EXERCISE AIM -
Your answer must consist of the lines running from the one that holds "pub fn translate_pod(pod: &Pod, policy: HostUserNamespacePolicy)" to the end of the data, copied exactly.

------ SUPPLIED INFORMATION ------

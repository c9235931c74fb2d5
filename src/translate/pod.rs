//! Whole-pod translation report.

use serde::Serialize;

use super::{
    Advisory, BindingString, HostUserNamespacePolicy, RuntimeEnvVar, to_binding_strings,
    to_flat_strings, to_runtime_env_list,
};
use crate::pod::{Container, Pod};

/// Runtime parameters derived for one container.
#[derive(Debug, Clone, PartialEq, Eq, Serialize)]
pub struct ContainerTranslation {
    /// Container name as declared in the pod.
    pub name: String,
    /// Structured environment.
    pub env: Vec<RuntimeEnvVar>,
    /// `NAME=VALUE` lines.
    pub env_lines: Vec<String>,
    /// Bind-mount strings.
    pub binds: Vec<BindingString>,
    /// Whether this container itself is privileged.
    pub privileged: bool,
    /// Advisory messages raised for this container.
    pub advisories: Vec<String>,
}

/// Runtime parameters derived for a pod.
#[derive(Debug, Clone, PartialEq, Eq, Serialize)]
pub struct PodTranslation {
    /// Pod name.
    pub name: String,
    /// Pod namespace.
    pub namespace: String,
    /// Whether the pod needs the host user namespace under the chosen policy.
    pub host_user_namespace: bool,
    /// Per-container parameters in declaration order.
    pub containers: Vec<ContainerTranslation>,
}

impl PodTranslation {
    /// Every advisory raised across the pod's containers.
    pub fn advisories(&self) -> impl Iterator<Item = &str> {
        self.containers
            .iter()
            .flat_map(|container| container.advisories.iter().map(String::as_str))
    }
}

fn translate_container(container: &Container) -> ContainerTranslation {
    let binds = to_binding_strings(&container.mounts);
    ContainerTranslation {
        name: container.name.clone(),
        env: to_runtime_env_list(&container.env),
        env_lines: to_flat_strings(&container.env),
        binds: binds.value,
        privileged: container.is_privileged(),
        advisories: binds.advisories.iter().map(Advisory::to_string).collect(),
    }
}

/// Translate every container of a pod.
#[must_use]
pub fn translate_pod(pod: &Pod, policy: HostUserNamespacePolicy) -> PodTranslation {
    PodTranslation {
        name: pod.name.clone(),
        namespace: pod.namespace.clone(),
        host_user_namespace: policy.evaluate(&pod.spec),
        containers: pod.spec.containers.iter().map(translate_container).collect(),
    }
}
//! Unit tests for podshim configuration types.
//!
//! - [`helpers`] - Shared fixtures and helper functions
//! - [`types_tests`] - Defaults and TOML deserialisation
//! - [`layer_precedence_tests`] - `MergeComposer` layer precedence tests

mod helpers;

------

EXPECTED OUTPUT -
pub fn translate_pod(pod: &Pod, policy: HostUserNamespacePolicy) -> PodTranslation {
    PodTranslation {
        name: pod.name.clone(),
        namespace: pod.namespace.clone(),
        host_user_namespace: policy.evaluate(&pod.spec),
        containers: pod.spec.containers.iter().map(translate_container).collect(),
    }
}
//! Unit tests for podshim configuration types.
//!
//! - [`helpers`] - Shared fixtures and helper functions
//! - [`types_tests`] - Defaults and TOML deserialisation
//! - [`layer_precedence_tests`] - `MergeComposer` layer precedence tests

mod helpers;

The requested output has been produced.